A new political approach

Jan. 5, 2004
The start of a new year is a good time to consider new approaches to the politics of energy.

The start of a new year is a good time to consider new approaches to the politics of energy. As the year just ended showed, old approaches don't work. They don't work because, especially in the US, people don't like the oil and gas industry very much. In most US regions, in fact, they don't like it at all.

As a business issue, this matters less than sales of oil and gas. But chronic unpopularity matters greatly in politics. There, unpopularity hurts. And there, the industry too frequently deserves what it gets.

Antique view

The industry does little about its unpopularity. For years, to the extent anyone fretted about this ailment the antidote was always to educate the public. In service to this goal, there have been public relations efforts, school programs, and advertising campaigns. Many of them have been quite good.

But is the public by any measure educated about oil and gas? No. Outside the major oil and gas producing states, people have an antique view of industry operations that's not likely to change. So they continue to buy gasoline, diesel, heating oil, natural gas, and plastic products and to suspect the industry that delivers all this goodness of being forever at odds with their interests.

What to do?

One way to respond is to pursue popular environmental agendas, as BP PLC and Royal Dutch/Shell Group have done in Europe, or to invest heavily in environmental research, as ExxonMobil Corp. has done with global warming in the US. Those approaches beat doing nothing. The companies no doubt believe in the programs and deserve credit for adopting them. But do aggressive stances or investments in environmental causes generate enough goodwill to help the industry in important political issues? The answer is nebulous, at best.

What's clear is that the oil and gas industry is increasingly detached from its customers. As its technologies grow ever more complex, the industry becomes ever more difficult for outsiders to understand—and therefore more suspicious. And in the US, the industry has become geographically as well as intellectually isolated by concentrating itself in Houston. The detachment was sadly evident in discussions about the omnibus energy bill that failed for the second time in 2 years in November. An effective way for lawmakers to oppose provisions supported by industry groups was to point out that they would help oil and gas companies, America's perennial villains.
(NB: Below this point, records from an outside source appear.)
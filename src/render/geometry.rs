use std::ops::AddAssign;

use crate::curve::PitchLine;
use crate::foundation::core::Point;
use crate::foundation::error::{PitchError, PitchResult};
use crate::foundation::math::freq_to_note;
use crate::render::backend::{Polyline, PolylineBackend};
use crate::render::scene::Scene;
use crate::timeline::PixelAxis;

/// Visibility outcome of one geometry pass.
#[derive(Clone, Copy, Debug, Default, PartialEq, Eq)]
pub struct PresentStats {
    /// Drawables whose points were recomputed and which will render.
    pub visible: usize,
    /// Drawables rejected by horizontal culling or hidden outright.
    pub culled: usize,
}

impl AddAssign for PresentStats {
    fn add_assign(&mut self, rhs: Self) {
        self.visible += rhs.visible;
        self.culled += rhs.culled;
    }
}

/// Recompute pixel geometry for every drawable of `curve`.
///
/// A drawable whose segment lies entirely left of 0 or right of the axis width is hidden
/// before any per-point work. `scratch` is reused across calls to avoid reallocating.
pub fn update_geometry<B: PolylineBackend>(
    curve: &PitchLine,
    scene: &mut Scene<B>,
    axis: &dyn PixelAxis,
    scratch: &mut Vec<Point>,
) -> PitchResult<PresentStats> {
    let width = axis.width();
    let mut stats = PresentStats::default();

    for (key, &id) in curve.drawables() {
        let segment = curve.segment(key).ok_or_else(|| {
            PitchError::invariant(format!("drawable {id:?} has no segment {key}"))
        })?;
        let line = scene
            .get_mut(id)
            .ok_or_else(|| PitchError::invariant(format!("drawable {id:?} missing from scene")))?;

        let (first, last) = segment.tick_span();
        let x0 = axis.tick_to_x(first);
        let x1 = axis.tick_to_x(last);
        if x1 < 0.0 || x0 > width {
            line.set_visible(false);
            stats.culled += 1;
            continue;
        }

        scratch.clear();
        scratch.extend(
            segment
                .points()
                .iter()
                .map(|p| Point::new(axis.tick_to_x(p.tick), axis.note_to_y(freq_to_note(p.freq)))),
        );
        if line.capacity() < scratch.len() {
            line.resize(scratch.len());
        }
        line.set_points(scratch);
        line.set_visible(true);
        stats.visible += 1;
    }

    Ok(stats)
}

/// Hide every drawable of `curve` without touching its geometry.
pub fn hide_all<B: PolylineBackend>(curve: &PitchLine, scene: &mut Scene<B>) -> PitchResult<usize> {
    for &id in curve.drawables().values() {
        scene
            .get_mut(id)
            .ok_or_else(|| PitchError::invariant(format!("drawable {id:?} missing from scene")))?
            .set_visible(false);
    }
    Ok(curve.drawables().len())
}

#[cfg(test)]
#[path = "../../tests/unit/render/geometry.rs"]
mod tests;
use slotmap::SlotMap;

use crate::foundation::core::{Rgba8, ViewportSize};
use crate::foundation::error::{PitchError, PitchResult};
use crate::render::backend::{Polyline, PolylineBackend};

slotmap::new_key_type! {
    /// Handle of a drawable polyline inside a [`Scene`].
    pub struct DrawableId;
}

/// Stacking layer. Reference lines are always drawn behind editable lines.
#[derive(Clone, Copy, Debug, PartialEq, Eq, Hash)]
pub enum Layer {
    Reference,
    Editable,
}

/// Lifetime counters of a [`Scene`].
#[derive(Clone, Copy, Debug, Default, PartialEq, Eq)]
pub struct SceneStats {
    pub created: u64,
    pub destroyed: u64,
    pub presented_frames: u64,
}

/// Retained set of drawables plus their stacking order.
///
/// A drawable exists in the arena from `create` to `destroy`; it is drawn only while attached
/// to a layer.
pub struct Scene<B: PolylineBackend> {
    backend: B,
    lines: SlotMap<DrawableId, B::Line>,
    reference_order: Vec<DrawableId>,
    editable_order: Vec<DrawableId>,
    stats: SceneStats,
}

impl<B: PolylineBackend> Scene<B> {
    pub fn new(backend: B) -> Self {
        Self {
            backend,
            lines: SlotMap::with_key(),
            reference_order: Vec::new(),
            editable_order: Vec::new(),
            stats: SceneStats::default(),
        }
    }

    /// Create a detached drawable.
    pub fn create(&mut self, capacity: usize, color: Rgba8, width: f32) -> DrawableId {
        let line = self.backend.create_line(capacity, color, width);
        self.stats.created += 1;
        self.lines.insert(line)
    }

    /// Attach `id` to `layer`.
    ///
    /// Reference drawables go to the bottom of their layer; editable drawables go on top.
    /// Re-attaching moves the drawable.
    pub fn attach(&mut self, id: DrawableId, layer: Layer) -> PitchResult<()> {
        if !self.lines.contains_key(id) {
            return Err(PitchError::invariant(format!(
                "attach of unknown drawable {id:?}"
            )));
        }
        self.detach(id);
        match layer {
            Layer::Reference => self.reference_order.insert(0, id),
            Layer::Editable => self.editable_order.push(id),
        }
        Ok(())
    }

    /// Remove `id` from its layer, if attached. Returns `true` if it was attached.
    pub fn detach(&mut self, id: DrawableId) -> bool {
        for order in [&mut self.reference_order, &mut self.editable_order] {
            if let Some(pos) = order.iter().position(|&d| d == id) {
                order.remove(pos);
                return true;
            }
        }
        false
    }

    /// Detach and release `id`.
    pub fn destroy(&mut self, id: DrawableId) -> PitchResult<()> {
        self.detach(id);
        let line = self
            .lines
            .remove(id)
            .ok_or_else(|| PitchError::invariant(format!("destroy of unknown drawable {id:?}")))?;
        self.backend.destroy_line(line);
        self.stats.destroyed += 1;
        Ok(())
    }

    /// Release every drawable.
    pub fn destroy_all(&mut self) {
        self.reference_order.clear();
        self.editable_order.clear();
        let ids: Vec<DrawableId> = self.lines.keys().collect();
        for id in ids {
            if let Some(line) = self.lines.remove(id) {
                self.backend.destroy_line(line);
                self.stats.destroyed += 1;
            }
        }
    }

    pub fn get(&self, id: DrawableId) -> Option<&B::Line> {
        self.lines.get(id)
    }

    pub fn get_mut(&mut self, id: DrawableId) -> Option<&mut B::Line> {
        self.lines.get_mut(id)
    }

    /// Number of live drawables, attached or not.
    pub fn len(&self) -> usize {
        self.lines.len()
    }

    pub fn is_empty(&self) -> bool {
        self.lines.is_empty()
    }

    pub fn contains(&self, id: DrawableId) -> bool {
        self.lines.contains_key(id)
    }

    /// Attached drawables, back to front.
    pub fn draw_order(&self) -> impl Iterator<Item = DrawableId> + '_ {
        self.reference_order
            .iter()
            .chain(self.editable_order.iter())
            .copied()
    }

    pub fn layer_of(&self, id: DrawableId) -> Option<Layer> {
        if self.reference_order.contains(&id) {
            Some(Layer::Reference)
        } else if self.editable_order.contains(&id) {
            Some(Layer::Editable)
        } else {
            None
        }
    }

    /// Hand every attached, visible drawable to the backend. Returns how many were drawn.
    pub fn present(&mut self, size: ViewportSize) -> PitchResult<usize> {
        let lines: Vec<&B::Line> = self
            .reference_order
            .iter()
            .chain(self.editable_order.iter())
            .filter_map(|&id| self.lines.get(id))
            .filter(|line| line.is_visible())
            .collect();
        let drawn = lines.len();
        self.backend.present(size, &lines)?;
        self.stats.presented_frames += 1;
        Ok(drawn)
    }

    pub fn backend(&self) -> &B {
        &self.backend
    }

    pub fn backend_mut(&mut self) -> &mut B {
        &mut self.backend
    }

    pub fn stats(&self) -> SceneStats {
        self.stats
    }

    /// Release every drawable and return the backend.
    pub fn into_backend(mut self) -> B {
        self.destroy_all();
        self.backend
    }
}

#[cfg(test)]
#[path = "../../tests/unit/render/scene.rs"]
mod tests;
The US industry needs to acknowledge and act on this disconnection. It should begin by originating all of its political ambitions at its one point of direct contact with nearly everyone in the country: where hydrocarbons are consumed. People unmoved by import dependency levels and technological achievements care mightily what happens in the way of supply and price at gasoline pumps, heating oil trucks, and burner tips.

The industry's politics must pivot on the interests of oil and gas consumers. Its first question in any political issue should be about the potential effects on people who depend on its products. The central character of its political dialog should be the consumer.

This doesn't mean it should automatically oppose anything that raises the price of gasoline. It does mean that when a generally beneficial initiative, such as fuel reformulation, emerges the industry should take the lead in explaining the benefits and costs to its customers and the reasons for its support of something likely to raise prices. It likewise should vigorously explain its opposition to proposals that would raise consumer costs without promising compensatory benefits. And it should never support anything in the latter category, even as a political compromise.

Consumers' connections

It's not easy to explain the consumer benefits of, say, leasing of the Arctic National Wildlife Refuge coastal plain. Or of expensing of geological and geophysical costs. Or of relaxation of moratoriums on leasing of the Outer Continental Shelf. Or of rationalization of state and federal specifications for vehicle fuel.

Yet a new approach to energy politics demands thoughtful and clear explanations of how industry political goals relate to consumers. It's worth the effort. Following the old approach, the US industry found itself stuck last year supporting comprehensive energy legislation that would have hurt more than helped its customers. That must not happen again.